Moreover, they interpreted this revision unambiguously: the NKAO should be withdrawn from the jurisdiction of Azerbaijan and transferred to Armenia (as options: to the RSFSR or to obtain the status of a union republic). It was at times added to these requirements that Nahichevan should also be transferred to Armenia (although with the preservation of the status of the ASSR).

Transfer to Armenia

The first attempt of this kind was made by the first Secretary of the Central Committee of the Communist Party of Armenia Arutinov in 1945. In 1963-1966, similar appeals were repeatedly sent, first to Hrushchev, then to Brezhnev, who replaced him.

The latter was signed by the First Secretary of the Central Committee of the Communist Party of Armenia Kochinyan and the Pre-Council of the Republic Muradyan. It should be noted that the Azerbaijani party leadership did not come up with any counter initiatives on the liquidation of the NKAO.

The situation around the NKAO in the mid-1960s was heating up. In 1965, unauthorized rallies were held in Yerevan demanding a “fair solution” to the Karabah issue.

Large-scale collisions

The crisis reached its peak in 1967, when bloody clashes took place in Stepanakert. Then there was a trial of three Azerbaijani kidnappers and murderers of an eight-year-old Armenian boy. As a result, one defendant was sentenced to death, the second – to 15 years in prison, the third was acquitted.

A crowd of Armenians, outraged by what they considered a mild sentence, attacked the convoy carrying the defendants and killed all three.

Following this, the units republican Interior Ministry forces were brought into Stepanakert, preventing larger-scale clashes. The verdict of the court in Baku over the instigators of the riots (19 people were convicted, five of them were sentenced to death) seemed to the Armenians to be the national revenge of the Azerbaijanis.

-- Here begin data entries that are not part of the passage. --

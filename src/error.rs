use sea_orm::DbErr;

use crate::catalog::FeedError;
use crate::import::ImportError;
use crate::qr::QrError;

pub type StockResult<T> = Result<T, StockError>;

#[derive(Debug, thiserror::Error)]
pub enum StockError {
    #[error("database error: {0}")]
    Database(#[from] DbErr),

    #[error("{0} not found")]
    NotFound(String),

    #[error("{field}: {message}")]
    Validation {
        field: &'static str,
        message: String,
    },

    #[error("{0}")]
    Conflict(String),

    #[error("no free item code for category {category} after {attempts} attempts")]
    CodeSpaceExhausted { category: String, attempts: u32 },

    #[error("no free category code could be derived from {name:?}")]
    CategoryCodeExhausted { name: String },

    #[error(transparent)]
    Import(#[from] ImportError),

    #[error(transparent)]
    Qr(#[from] QrError),

    #[error(transparent)]
    Feed(#[from] FeedError),
}

impl StockError {
    pub fn not_found(what: impl Into<String>) -> Self {
        StockError::NotFound(what.into())
    }

    pub fn validation(field: &'static str, message: impl Into<String>) -> Self {
        StockError::Validation {
            field,
            message: message.into(),
        }
    }
}
//! Bulk item import from spreadsheet rows.
//!
//! Every row of an upload is written inside one transaction: a single bad
//! row rolls back all items and auto-created categories of that upload.

mod table;

pub use table::{Cell, Table};

use sea_orm::{ConnectionTrait, TransactionTrait};
use tracing::{info, warn};

use crate::codes::{self, NewItem};
use crate::entities::{category, item};
use crate::error::StockResult;
use crate::qr::QrGenerator;

pub const COLUMN_NAME: &str = "Elemento";
pub const COLUMN_CATEGORY: &str = "Categoría";
pub const COLUMN_STATUS: &str = "Estado";
pub const COLUMN_QUANTITY: &str = "Cantidad";
pub const COLUMN_DESCRIPTION: &str = "Descripción";

pub const REQUIRED_COLUMNS: [&str; 5] = [
    COLUMN_NAME,
    COLUMN_CATEGORY,
    COLUMN_STATUS,
    COLUMN_QUANTITY,
    COLUMN_DESCRIPTION,
];

#[derive(Debug, thiserror::Error)]
pub enum ImportError {
    #[error("cannot read spreadsheet: {0}")]
    UnreadableFile(String),

    #[error("missing required columns: {}", .0.join(", "))]
    MissingColumns(Vec<String>),

    #[error("row {line}: {message}")]
    Row { line: usize, message: String },
}

#[derive(Debug, Clone, Copy)]
struct Columns {
    name: usize,
    category: usize,
    status: usize,
    quantity: usize,
    description: usize,
}

fn locate_columns(table: &Table) -> Result<Columns, ImportError> {
    let missing: Vec<String> = REQUIRED_COLUMNS
        .iter()
        .filter(|column| table.column(column).is_none())
        .map(|column| column.to_string())
        .collect();
    if !missing.is_empty() {
        return Err(ImportError::MissingColumns(missing));
    }

    let index = |name: &str| table.column(name).unwrap_or_default();
    Ok(Columns {
        name: index(COLUMN_NAME),
        category: index(COLUMN_CATEGORY),
        status: index(COLUMN_STATUS),
        quantity: index(COLUMN_QUANTITY),
        description: index(COLUMN_DESCRIPTION),
    })
}

#[derive(Debug, Clone, PartialEq)]
struct ImportRow {
    name: String,
    category: String,
    status: item::Status,
    quantity: i32,
    description: String,
}

fn parse_row(columns: Columns, line: usize, cells: &[Cell]) -> Result<ImportRow, ImportError> {
    const EMPTY: &Cell = &Cell::Empty;
    let cell = |index: usize| cells.get(index).unwrap_or(EMPTY);
    let row_error = |message: String| ImportError::Row { line, message };

    let name = cell(columns.name).text();
    if name.is_empty() {
        return Err(row_error(format!("{COLUMN_NAME} is empty")));
    }
    let category = cell(columns.category).text();
    if category.is_empty() {
        return Err(row_error(format!("{COLUMN_CATEGORY} is empty")));
    }

    Ok(ImportRow {
        name,
        category,
        status: item::Status::from_import_label(&cell(columns.status).text()),
        quantity: parse_quantity(cell(columns.quantity)).map_err(row_error)?,
        description: cell(columns.description).text(),
    })
}

/// Integer cells as-is, floats truncated toward zero, text parsed as an
/// integer. Blank, negative or non-numeric values are rejected.
pub fn parse_quantity(cell: &Cell) -> Result<i32, String> {
    let value = match cell {
        Cell::Int(value) => *value,
        Cell::Float(value) if value.is_finite() => value.trunc() as i64,
        Cell::Text(text) => text
            .trim()
            .parse::<i64>()
            .map_err(|_| format!("invalid quantity {:?}", text.trim()))?,
        Cell::Empty => return Err("quantity is missing".to_string()),
        other => return Err(format!("invalid quantity {:?}", other.text())),
    };
    if value < 0 {
        return Err(format!("quantity must not be negative, got {value}"));
    }
    i32::try_from(value).map_err(|_| format!("quantity {value} is too large"))
}

/// What one successful upload wrote.
#[derive(Debug, Clone, Default)]
pub struct ImportOutcome {
    pub items: Vec<item::Model>,
    pub new_categories: Vec<category::Model>,
}

/// Validates the header row, then creates one item per non-blank row in a
/// single transaction.
pub async fn import_table<C>(db: &C, qr: &QrGenerator, table: &Table) -> StockResult<ImportOutcome>
where
    C: ConnectionTrait + TransactionTrait,
{
    let columns = locate_columns(table)?;

    let txn = db.begin().await?;
    match import_rows(&txn, qr, columns, table).await {
        Ok(outcome) => {
            txn.commit().await?;
            info!(
                items = outcome.items.len(),
                categories = outcome.new_categories.len(),
                "import committed"
            );
            Ok(outcome)
        }
        Err(err) => {
            txn.rollback().await?;
            warn!(error = %err, "import rolled back");
            Err(err)
        }
    }
}

async fn import_rows<C>(
    db: &C,
    qr: &QrGenerator,
    columns: Columns,
    table: &Table,
) -> StockResult<ImportOutcome>
where
    C: ConnectionTrait + TransactionTrait,
{
    let mut outcome = ImportOutcome::default();
    for (index, cells) in table.rows.iter().enumerate() {
        if cells.iter().all(Cell::is_blank) {
            continue;
        }
        // Line 1 holds the headers.
        let row = parse_row(columns, index + 2, cells)?;

        let resolved = codes::resolve_category(db, &row.category).await?;
        if resolved.created {
            outcome.new_categories.push(resolved.category.clone());
        }

        let new = NewItem {
            name: row.name,
            status: row.status,
            quantity: row.quantity,
            description: row.description,
        };
        let created = codes::insert_item(db, &resolved.category, new).await?;
        outcome.items.push(qr.attach(db, created).await?);
    }
    Ok(outcome)
}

Following this, the former chairman of the KGB of the Republic of Azerbaijan, Aliyev (translator note: the father of the current president of Azerbaijab), who became the first secretary of Azerbaijan in 1969, tried to pursue a policy of settling the NKAO with Azerbaijanis.

Throughout the Soviet period, nothing was done to defuse the interethnic tensions that have been growing in the NKAO. With the large-scale liberalization initiated by Gorbachev, the blood-line national grievances that had been accumulating for decades, were bound to break loose.